» **Exercise instructions**: Which of the lines below holds the string "self"? Copy every line that does.

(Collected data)
::::::

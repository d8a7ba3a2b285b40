//! Job API endpoints.

use axum::{
    extract::{Path, Query, State},
    Json,
};
use serde::Deserialize;

use super::{success, ApiResult};
use crate::errors::AppError;
use crate::models::{
    CreateJobRequest, Job, JobConfig, JobFilter, JobSort, JobStatus, SaveJobConfigRequest,
    UpdateJobRequest,
};
use crate::AppState;

/// Query parameters accepted by the job listing.
#[derive(Debug, Default, Deserialize)]
pub struct ListJobsQuery {
    pub keyword: Option<String>,
    pub status: Option<String>,
    pub sort: Option<String>,
}

impl ListJobsQuery {
    fn into_filter(self) -> Result<JobFilter, AppError> {
        let status = match self.status.as_deref() {
            None | Some("all") => None,
            Some(s) => Some(
                JobStatus::from_str(s)
                    .ok_or_else(|| AppError::BadRequest(format!("Unknown status: {}", s)))?,
            ),
        };
        let sort = match self.sort.as_deref() {
            None => JobSort::default(),
            Some(s) => JobSort::from_str(s)
                .ok_or_else(|| AppError::BadRequest(format!("Unknown sort: {}", s)))?,
        };
        Ok(JobFilter {
            keyword: self.keyword.filter(|k| !k.trim().is_empty()),
            status,
            sort,
        })
    }
}

/// GET /api/jobs - List jobs with optional filters.
pub async fn list_jobs(
    State(state): State<AppState>,
    Query(query): Query<ListJobsQuery>,
) -> ApiResult<Vec<Job>> {
    let filter = query.into_filter()?;
    success(state.repo.list_jobs(&filter).await?)
}

/// POST /api/jobs - Create a job with its application form.
pub async fn create_job(
    State(state): State<AppState>,
    Json(request): Json<CreateJobRequest>,
) -> ApiResult<Job> {
    // Validate required fields
    if request.title.trim().is_empty() {
        return Err(AppError::BadRequest("Title is required".to_string()));
    }
    if request.department.trim().is_empty() {
        return Err(AppError::BadRequest("Department is required".to_string()));
    }
    if request.company.trim().is_empty() {
        return Err(AppError::BadRequest("Company is required".to_string()));
    }
    if request.salary_range.min > request.salary_range.max {
        return Err(AppError::BadRequest(
            "Salary minimum exceeds maximum".to_string(),
        ));
    }

    success(state.repo.create_job(&request).await?)
}

/// GET /api/jobs/:id - Get a single job.
pub async fn get_job(State(state): State<AppState>, Path(id): Path<String>) -> ApiResult<Job> {
    match state.repo.get_job(&id).await? {
        Some(job) => success(job),
        None => Err(AppError::NotFound(format!("Job {} not found", id))),
    }
}

/// PUT /api/jobs/:id - Partially update a job.
pub async fn update_job(
    State(state): State<AppState>,
    Path(id): Path<String>,
    Json(request): Json<UpdateJobRequest>,
) -> ApiResult<Job> {
    success(state.repo.update_job(&id, &request).await?)
}

/// GET /api/jobs/slug/:slug - Public lookup by slug.
pub async fn get_job_by_slug(
    State(state): State<AppState>,
    Path(slug): Path<String>,
) -> ApiResult<Job> {
    match state.repo.get_job_by_slug(&slug).await? {
        Some(job) => success(job),
        None => Err(AppError::NotFound(format!("Job {} not found", slug))),
    }
}

/// GET /api/jobs/:id/config - Fetch the stored form configuration.
pub async fn get_job_config(
    State(state): State<AppState>,
    Path(id): Path<String>,
) -> ApiResult<JobConfig> {
    match state.repo.get_job_config(&id).await? {
        Some(config) => success(config),
        None => Err(AppError::NotFound(format!(
            "Configuration for job {} not found",
            id
        ))),
    }
}

/// PUT /api/jobs/:id/config - Replace the form configuration.
pub async fn save_job_config(
    State(state): State<AppState>,
    Path(id): Path<String>,
    Json(request): Json<SaveJobConfigRequest>,
) -> ApiResult<JobConfig> {
    let config: JobConfig = request.into();
    state.repo.save_job_config(&id, config.clone()).await?;
    success(config)
}
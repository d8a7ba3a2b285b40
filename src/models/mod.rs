//! Data models for the hiring portal.
//!
//! These models match the frontend TypeScript interfaces exactly for seamless interoperability.

mod candidate;
mod form;
mod job;

pub use candidate::*;
pub use form::*;
pub use job::*;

::::::

» **Written solution**:
    fn into_filter(self) -> Result<JobFilter, AppError> {
        let status = match self.status.as_deref() {
        let sort = match self.sort.as_deref() {
            keyword: self.keyword.filter(|k| !k.trim().is_empty()),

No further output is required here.